Fatkhutdinov Nail, Sproesser Katrin, Krepler Clemens, Liu Qin, Brafford Patricia A, Herlyn Meenhard, Aird Katherine M, Zhang Rugang
Gene Expression and Regulation Program, The Wistar Institute, Philadelphia, Pennsylvania. Kazan Federal University, Kazan, Russia.
Molecular and Cellular Oncogenesis Program, The Wistar Institute, Philadelphia, Pennsylvania.
Mol Cancer Res. 2016 Sep;14(9):767-75. doi: 10.1158/1541-7786.MCR-16-0099. Epub 2016 Jun 13.
The majority of patients with melanoma harbor mutations in the BRAF oncogene, thus making it a clinically relevant target. However, response to mutant BRAF inhibitors (BRAFi) is relatively short-lived with progression-free survival of only 6 to 7 months. Previously, we reported high expression of ribonucleotide reductase M2 (RRM2), which is rate-limiting for de novo dNTP synthesis, as a poor prognostic factor in patients with mutant BRAF melanoma. In this study, the notion that targeting de novo dNTP synthesis through knockdown of RRM2 could prolong the response of melanoma cells to BRAFi was investigated. Knockdown of RRM2 in combination with the mutant BRAFi PLX4720 (an analog of the FDA-approved drug vemurafenib) inhibited melanoma cell proliferation to a greater extent than either treatment alone. This occurred in vitro in multiple mutant BRAF cell lines and in a novel patient-derived xenograft (PDX) model system. Mechanistically, the combination increased DNA damage accumulation, which correlated with a global decrease in DNA damage repair (DDR) gene expression and increased apoptotic markers. After discontinuing PLX4720 treatment, cells showed marked recurrence. However, knockdown of RRM2 attenuated this rebound growth both in vitro and in vivo, which correlated with maintenance of the senescence-associated cell-cycle arrest.

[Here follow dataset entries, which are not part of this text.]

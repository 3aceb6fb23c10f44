//! Scheduled events and the deterministic priority queue that orders them.
//!
//! Events are ordered by:
//! 1. Time (earlier first)
//! 2. Priority (lower first)
//! 3. Sequence number (FIFO for equal time and priority)

use std::cmp::{Ordering, Reverse};
use std::collections::BinaryHeap;

/// Chained burn applications resolve after everything else at the same instant.
pub const PRIORITY_CHAINED: i32 = 1;
pub const PRIORITY_DEFAULT: i32 = 0;
/// Explosions resolve before other events at the same instant.
pub const PRIORITY_EXPLODE: i32 = -1;

#[derive(Debug, Clone, Copy, PartialEq)]
pub enum PulseShape {
    /// Base pulse batch. `ratio` is the emitter's own damage ratio, if it has one.
    Batch {
        count: u32,
        ratio: Option<f64>,
        interval: Option<f64>,
    },
    /// Already-scaled one-shot hit. Never reschedules and triggers nothing.
    Echo { ratio: f64 },
}

#[derive(Debug, Clone, PartialEq)]
pub enum EventKind {
    SkillCast {
        source: usize,
    },
    IceArrow {
        source: usize,
        count: u32,
        interval: f64,
    },
    BurnApply {
        source: Option<usize>,
        stacks: u32,
        interval: Option<f64>,
    },
    DotTick {
        source: Option<usize>,
        generation: u64,
    },
    Pulse {
        source: usize,
        shape: PulseShape,
    },
    BurnExplode {
        source: usize,
    },
    BuffExpire {
        aura: String,
    },
}

impl EventKind {
    pub fn name(&self) -> &'static str {
        match self {
            Self::SkillCast { .. } => "skill_cast",
            Self::IceArrow { .. } => "ice_arrow",
            Self::BurnApply { .. } => "burn_apply",
            Self::DotTick { .. } => "dot_tick",
            Self::Pulse {
                shape: PulseShape::Echo { .. },
                ..
            } => "pulse_echo",
            Self::Pulse { .. } => "pulse",
            Self::BurnExplode { .. } => "burn_explode",
            Self::BuffExpire { .. } => "buff_expire",
        }
    }
}

#[derive(Debug, Clone, PartialEq)]
pub struct Event {
    pub time: f64,
    pub priority: i32,
    pub kind: EventKind,
}

impl Event {
    pub fn at(time: f64, kind: EventKind) -> Self {
        Self {
            time,
            priority: PRIORITY_DEFAULT,
            kind,
        }
    }

    pub fn with_priority(mut self, priority: i32) -> Self {
        self.priority = priority;
        self
    }
}

#[derive(Debug, Clone, Copy, PartialEq)]
pub struct EventKey {
    pub time: f64,
    pub priority: i32,
    pub sequence: u64,
}

impl Eq for EventKey {}

impl Ord for EventKey {
    fn cmp(&self, other: &Self) -> Ordering {
        self.time
            .total_cmp(&other.time)
            .then_with(|| self.priority.cmp(&other.priority))
            .then_with(|| self.sequence.cmp(&other.sequence))
    }
}

impl PartialOrd for EventKey {
    fn partial_cmp(&self, other: &Self) -> Option<Ordering> {
        Some(self.cmp(other))
    }
}

#[derive(Debug)]
struct Scheduled {
    key: EventKey,
    event: Event,
}

impl PartialEq for Scheduled {
    fn eq(&self, other: &Self) -> bool {
        self.key == other.key
    }
}

impl Eq for Scheduled {}

impl Ord for Scheduled {
    fn cmp(&self, other: &Self) -> Ordering {
        self.key.cmp(&other.key)
    }
}

impl PartialOrd for Scheduled {
    fn partial_cmp(&self, other: &Self) -> Option<Ordering> {
        Some(self.cmp(other))
    }
}

/// Min-queue of future events.
#[derive(Debug, Default)]
pub struct EventQueue {
    heap: BinaryHeap<Reverse<Scheduled>>,
    next_sequence: u64,
}

impl EventQueue {
    pub fn new() -> Self {
        Self::default()
    }

    pub fn schedule(&mut self, event: Event) {
        debug_assert!(event.time.is_finite(), "event time must be finite: {event:?}");
        let key = EventKey {
            time: event.time,
            priority: event.priority,
            sequence: self.next_sequence,
        };
        self.next_sequence += 1;
        self.heap.push(Reverse(Scheduled { key, event }));
    }

    pub fn pop_next(&mut self) -> Option<Event> {
        self.heap.pop().map(|Reverse(scheduled)| scheduled.event)
    }

    pub fn peek_time(&self) -> Option<f64> {
        self.heap.peek().map(|Reverse(scheduled)| scheduled.key.time)
    }

    pub fn len(&self) -> usize {
        self.heap.len()
    }

    pub fn is_empty(&self) -> bool {
        self.heap.is_empty()
    }
}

Inhibition of RRM2 converts the transient response of melanoma cells to BRAFi to a stable response and may be a novel combinatorial strategy to prolong therapeutic response of patients with melanoma. Mol Cancer Res; 14(9); 767-75. ©2016 AACR.
大多数黑色素瘤患者的BRAF癌基因存在突变,因此使其成为一个具有临床相关性的靶点。然而,对突变型BRAF抑制剂(BRAFi)的反应相对短暂,无进展生存期仅为6至7个月。此前,我们报道核糖核苷酸还原酶M2(RRM2)高表达是突变型BRAF黑色素瘤患者的不良预后因素,RRM2是从头合成脱氧核苷酸三磷酸(dNTP)的限速酶。在本研究中,探讨了通过敲低RRM2靶向从头合成dNTP能否延长黑色素瘤细胞对BRAFi反应的这一概念。与单独使用任何一种治疗方法相比,敲低RRM2并联合使用突变型BRAFi PLX4720(FDA批准药物维莫非尼的类似物)能更大程度地抑制黑色素瘤细胞增殖。这在多种突变型BRAF细胞系的体外实验以及一种新的患者来源异种移植(PDX)模型系统中均有发生。从机制上讲,联合使用增加了DNA损伤积累,这与DNA损伤修复(DDR)基因表达的整体下降以及凋亡标志物增加相关。停止PLX4720治疗后,细胞出现明显复发。然而,敲低RRM2在体外和体内均减弱了这种反弹生长,这与衰老相关的细胞周期停滞的维持相关。
抑制RRM2可将黑色素瘤细胞对BRAFi的短暂反应转变为稳定反应,可能是延长黑色素瘤患者治疗反应的一种新的联合策略。《分子癌症研究》;14(9);767 - 75。©2016美国癌症研究协会。